El criterio básico para la distribución de los bienes era que cada persona recibiera según sus necesidades (2:45; 4:35), y el resultado inmediato fue la eliminación de la pobreza, de modo que «no había entre ellos ningún necesitado» (4:34). Se cumplió así el ideal largamente acariciado de que no hubiera pobres en el pueblo de Dios (Dt 15:4). En la iniciación de «la era del Espíritu» las barreras de las posesiones habían desa­parecido; se había inaugurado la Nueva Sociedad. Conse­cuentemente, «el Señor añadía cada día a la iglesia los que habían de ser salvos» (2:47).

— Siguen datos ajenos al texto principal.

use crate::error::{Result, UnlockError};
use crate::paths;
use serde::{Deserialize, Serialize};
use std::path::Path;

// ---------------------------------------------------------------------------
// StoreConfig
// ---------------------------------------------------------------------------

#[derive(Debug, Clone, Serialize, Deserialize)]
pub struct StoreConfig {
    pub name: String,
    #[serde(default, skip_serializing_if = "Option::is_none")]
    pub support_email: Option<String>,
}

// ---------------------------------------------------------------------------
// LookupConfig
// ---------------------------------------------------------------------------

/// Third-party IMEI lookup service. Absent means lookup is disabled and
/// registration takes the model from the catalog entry alone.
#[derive(Debug, Clone, Serialize, Deserialize)]
pub struct LookupConfig {
    pub base_url: String,
    #[serde(default = "default_timeout_seconds")]
    pub timeout_seconds: u64,
}

fn default_timeout_seconds() -> u64 {
    10
}

// ---------------------------------------------------------------------------
// Config (top-level)
// ---------------------------------------------------------------------------

#[derive(Debug, Clone, Serialize, Deserialize)]
pub struct Config {
    #[serde(default = "default_version")]
    pub version: u32,
    pub store: StoreConfig,
    #[serde(default, skip_serializing_if = "Option::is_none")]
    pub lookup: Option<LookupConfig>,
}

fn default_version() -> u32 {
    1
}

impl Config {
    pub fn new(store_name: impl Into<String>) -> Self {
        Self {
            version: 1,
            store: StoreConfig {
                name: store_name.into(),
                support_email: None,
            },
            lookup: None,
        }
    }

    pub fn load(root: &Path) -> Result<Self> {
        let path = paths::config_path(root);
        if !path.exists() {
            return Err(UnlockError::NotInitialized);
        }
        let data = std::fs::read_to_string(&path)?;
        let cfg: Config = serde_yaml::from_str(&data)?;
        Ok(cfg)
    }

    pub fn save(&self, root: &Path) -> Result<()> {
        let data = serde_yaml::to_string(self)?;
        crate::io::atomic_write(&paths::config_path(root), data.as_bytes())
    }
}

// ---------------------------------------------------------------------------
// Tests
// ---------------------------------------------------------------------------

#[cfg(test)]
mod tests {
    use super::*;
    use tempfile::TempDir;

    #[test]
    fn config_roundtrip() {
        let dir = TempDir::new().unwrap();
        let mut cfg = Config::new("unlockhub");
        cfg.lookup = Some(LookupConfig {
            base_url: "https://lookup.example.com".into(),
            timeout_seconds: 5,
        });
        cfg.save(dir.path()).unwrap();

        let loaded = Config::load(dir.path()).unwrap();
        assert_eq!(loaded.store.name, "unlockhub");
        assert_eq!(loaded.lookup.unwrap().timeout_seconds, 5);
    }

    #[test]
    fn load_without_init_errors() {
        let dir = TempDir::new().unwrap();
        assert!(matches!(
            Config::load(dir.path()),
            Err(UnlockError::NotInitialized)
        ));
    }

    #[test]
    fn lookup_key_omitted_when_absent() {
        let cfg = Config::new("shop");
        let yaml = serde_yaml::to_string(&cfg).unwrap();
        assert!(!yaml.contains("lookup"));
    }
}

Ni Hechos ni las epístolas neotestamentarias se refieren jamás al «comunismo de amor» de la iglesia de Jerusalén como normativo para la iglesia a través de los siglos. Sin embargo, es claro que la preocupación por los pobres era para los primeros cristianos un aspecto esencial de la vida y la misión de la iglesia. Cuando la iglesia en Jerusalén tuvo que encarar dificultades económicas causadas por el hambre que hubo bajo el gobierno de Claudio en los años cuarenta, la iglesia en Antioquía envió ayuda por medio de Bernabé y Saulo (Hch 11:29-30). Más tarde Pablo organizó una gran colecta en las iglesias gentiles con el propósito de ayudar a «los pobres que hay entre los santos que están en Jerusalén» (Ro 15:26; cf. Gá 2:10) Las cuidadosas instrucciones del após­tol sobre la colección, especialmente en 2 Corintios 8 y 9, muestran la gran importancia que él da al compartimiento económico como una «comunión» (koinonia) concreta (Ro 15:26) y como una manera de responder a la gracia de Dios manifestada en Jesucristo (2 Co 8:8-9). El dinero pierde su carácter demoníaco y se transforma en un instrumento de servicio que suple las necesidades de los pobres y redunda en la gloria de Dios (2 Co 9:1 lss.).

La preocupación por los pobres era en la iglesia primitiva un aspecto normal del discipulado cristiano. Traducida en acción, daba visibilidad a la vida del Reino inaugurado por Jesucristo. Su raíz no era ni la idealización de la pobreza, ni el deseo de ganar méritos delante de Dios, sino «la gracia de nuestro Señor Jesucristo, que por amor a vosotros se hizo pobre, siendo rico, para que vosotros con su pobreza fueseis enriquecidos» (2 Co 8:9).